> Task item:
All that is wanted is an exact copy of the lines below, starting at the one that contains "pub use element::Element;" and running to the end.

> Task material:
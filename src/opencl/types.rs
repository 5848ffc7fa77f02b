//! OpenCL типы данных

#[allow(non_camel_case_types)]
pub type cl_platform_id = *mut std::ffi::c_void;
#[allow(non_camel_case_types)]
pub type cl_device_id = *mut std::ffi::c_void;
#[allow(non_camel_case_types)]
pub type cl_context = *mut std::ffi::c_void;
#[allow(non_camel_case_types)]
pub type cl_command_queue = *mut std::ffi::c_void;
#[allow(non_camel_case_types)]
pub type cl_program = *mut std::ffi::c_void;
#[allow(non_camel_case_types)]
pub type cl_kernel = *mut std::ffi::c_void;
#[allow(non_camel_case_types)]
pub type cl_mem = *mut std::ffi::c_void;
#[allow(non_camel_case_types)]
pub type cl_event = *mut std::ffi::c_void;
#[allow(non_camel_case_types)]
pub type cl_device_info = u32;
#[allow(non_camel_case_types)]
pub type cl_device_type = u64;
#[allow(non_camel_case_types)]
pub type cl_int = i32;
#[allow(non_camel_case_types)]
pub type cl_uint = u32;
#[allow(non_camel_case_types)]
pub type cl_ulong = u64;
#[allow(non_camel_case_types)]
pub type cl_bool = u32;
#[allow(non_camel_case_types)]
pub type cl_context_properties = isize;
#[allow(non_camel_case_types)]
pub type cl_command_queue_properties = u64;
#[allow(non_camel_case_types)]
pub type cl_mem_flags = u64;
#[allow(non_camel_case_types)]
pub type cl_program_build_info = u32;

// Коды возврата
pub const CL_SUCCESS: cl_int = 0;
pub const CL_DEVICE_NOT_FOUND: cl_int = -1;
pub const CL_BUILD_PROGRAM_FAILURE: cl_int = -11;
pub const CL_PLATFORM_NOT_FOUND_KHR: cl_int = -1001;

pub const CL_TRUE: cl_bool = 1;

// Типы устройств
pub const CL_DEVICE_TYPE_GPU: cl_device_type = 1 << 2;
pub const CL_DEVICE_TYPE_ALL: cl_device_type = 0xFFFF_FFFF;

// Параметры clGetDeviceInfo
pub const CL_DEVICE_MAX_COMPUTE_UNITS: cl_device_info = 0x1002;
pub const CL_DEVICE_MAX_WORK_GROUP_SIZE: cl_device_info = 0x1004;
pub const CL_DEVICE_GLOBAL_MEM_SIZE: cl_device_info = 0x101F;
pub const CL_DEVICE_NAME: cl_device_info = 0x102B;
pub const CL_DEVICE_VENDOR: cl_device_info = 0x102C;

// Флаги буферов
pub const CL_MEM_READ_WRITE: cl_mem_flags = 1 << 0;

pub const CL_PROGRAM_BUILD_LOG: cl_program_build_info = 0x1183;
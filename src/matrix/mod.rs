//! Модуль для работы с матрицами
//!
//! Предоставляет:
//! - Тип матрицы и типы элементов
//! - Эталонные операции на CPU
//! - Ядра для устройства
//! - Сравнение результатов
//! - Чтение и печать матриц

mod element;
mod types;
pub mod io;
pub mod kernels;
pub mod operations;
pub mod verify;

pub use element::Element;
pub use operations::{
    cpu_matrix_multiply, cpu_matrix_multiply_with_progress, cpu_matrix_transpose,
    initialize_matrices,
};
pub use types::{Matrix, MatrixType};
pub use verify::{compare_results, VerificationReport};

> Response for this exercise:
pub use element::Element;
pub use operations::{
    cpu_matrix_multiply, cpu_matrix_multiply_with_progress, cpu_matrix_transpose,
    initialize_matrices,
};
pub use types::{Matrix, MatrixType};
pub use verify::{compare_results, VerificationReport};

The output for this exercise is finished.